Work order - In the entries below, return only the line containing "#[derive(Debug, Error)]" and those after it, exactly, through the last line.

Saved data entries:

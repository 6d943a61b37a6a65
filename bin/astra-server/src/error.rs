//! Unified server error type.
//!
//! Every handler returns `Result<T, ServerError>`, which implements
//! [`axum::response::IntoResponse`] so errors become a JSON body
//! `{"error": "..."}` with a status code picked from the error kind.
//!
//! Model runtime failures are surfaced verbatim; internal failures (poisoned
//! locks, panicked blocking tasks) are logged and answered generically.

use astra_core::{CoreError, ErrorKind};
use axum::Json;
use axum::http::StatusCode;
use axum::response::{IntoResponse, Response};
use serde_json::json;
use thiserror::Error;
use tracing::{error, warn};

#[derive(Debug, Error)]
pub enum ServerError {
    /// Propagated from astra-core.
    #[error(transparent)]
    Core(#[from] CoreError),

    /// The caller sent an invalid or malformed request.
    #[error("{0}")]
    BadRequest(String),

    /// The request body exceeded `ASTRA_MAX_UPLOAD_SIZE_MB`.
    #[error("{0}")]
    PayloadTooLarge(String),

    /// A blocking task panicked or was cancelled.
    #[error("worker task failed: {0}")]
    Join(#[from] tokio::task::JoinError),
}

impl ServerError {
    pub fn status(&self) -> StatusCode {
        match self {
            ServerError::BadRequest(_) => StatusCode::BAD_REQUEST,
            ServerError::PayloadTooLarge(_) => StatusCode::PAYLOAD_TOO_LARGE,
            ServerError::Join(_) => StatusCode::INTERNAL_SERVER_ERROR,
            ServerError::Core(e) => match e.kind() {
                ErrorKind::BadRequest | ErrorKind::UnknownModel | ErrorKind::InvalidImage => {
                    StatusCode::BAD_REQUEST
                }
                ErrorKind::ModelUnavailable => StatusCode::NOT_FOUND,
                ErrorKind::Runtime | ErrorKind::Internal => StatusCode::INTERNAL_SERVER_ERROR,
            },
        }
    }
}

impl IntoResponse for ServerError {
    fn into_response(self) -> Response {
        let status = self.status();
        let client_message = match &self {
            ServerError::Core(e) if e.kind() == ErrorKind::Internal => {
                error!(error = %e, "internal error");
                "internal server error".to_owned()
            }
            ServerError::Join(e) => {
                error!(error = %e, "blocking task failed");
                "internal server error".to_owned()
            }
            other => {
                if status.is_server_error() {
                    warn!(error = %other, "request failed");
                }
                other.to_string()
            }
        };
        (status, Json(json!({ "error": client_message }))).into_response()
    }
}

Written response -
#[derive(Debug, Error)]
pub enum ServerError {
    /// Propagated from astra-core.
    #[error(transparent)]
    Core(#[from] CoreError),

    /// The caller sent an invalid or malformed request.
    #[error("{0}")]
    BadRequest(String),

    /// The request body exceeded `ASTRA_MAX_UPLOAD_SIZE_MB`.
    #[error("{0}")]
    PayloadTooLarge(String),

    /// A blocking task panicked or was cancelled.
    #[error("worker task failed: {0}")]
    Join(#[from] tokio::task::JoinError),
}

impl ServerError {
    pub fn status(&self) -> StatusCode {
        match self {
            ServerError::BadRequest(_) => StatusCode::BAD_REQUEST,
            ServerError::PayloadTooLarge(_) => StatusCode::PAYLOAD_TOO_LARGE,
            ServerError::Join(_) => StatusCode::INTERNAL_SERVER_ERROR,
            ServerError::Core(e) => match e.kind() {
                ErrorKind::BadRequest | ErrorKind::UnknownModel | ErrorKind::InvalidImage => {
                    StatusCode::BAD_REQUEST
                }
                ErrorKind::ModelUnavailable => StatusCode::NOT_FOUND,
                ErrorKind::Runtime | ErrorKind::Internal => StatusCode::INTERNAL_SERVER_ERROR,
            },
        }
    }
}

impl IntoResponse for ServerError {
    fn into_response(self) -> Response {
        let status = self.status();
        let client_message = match &self {
            ServerError::Core(e) if e.kind() == ErrorKind::Internal => {
                error!(error = %e, "internal error");
                "internal server error".to_owned()
            }
            ServerError::Join(e) => {
                error!(error = %e, "blocking task failed");
                "internal server error".to_owned()
            }
            other => {
                if status.is_server_error() {
                    warn!(error = %other, "request failed");
                }
                other.to_string()
            }
        };
        (status, Json(json!({ "error": client_message }))).into_response()
    }
}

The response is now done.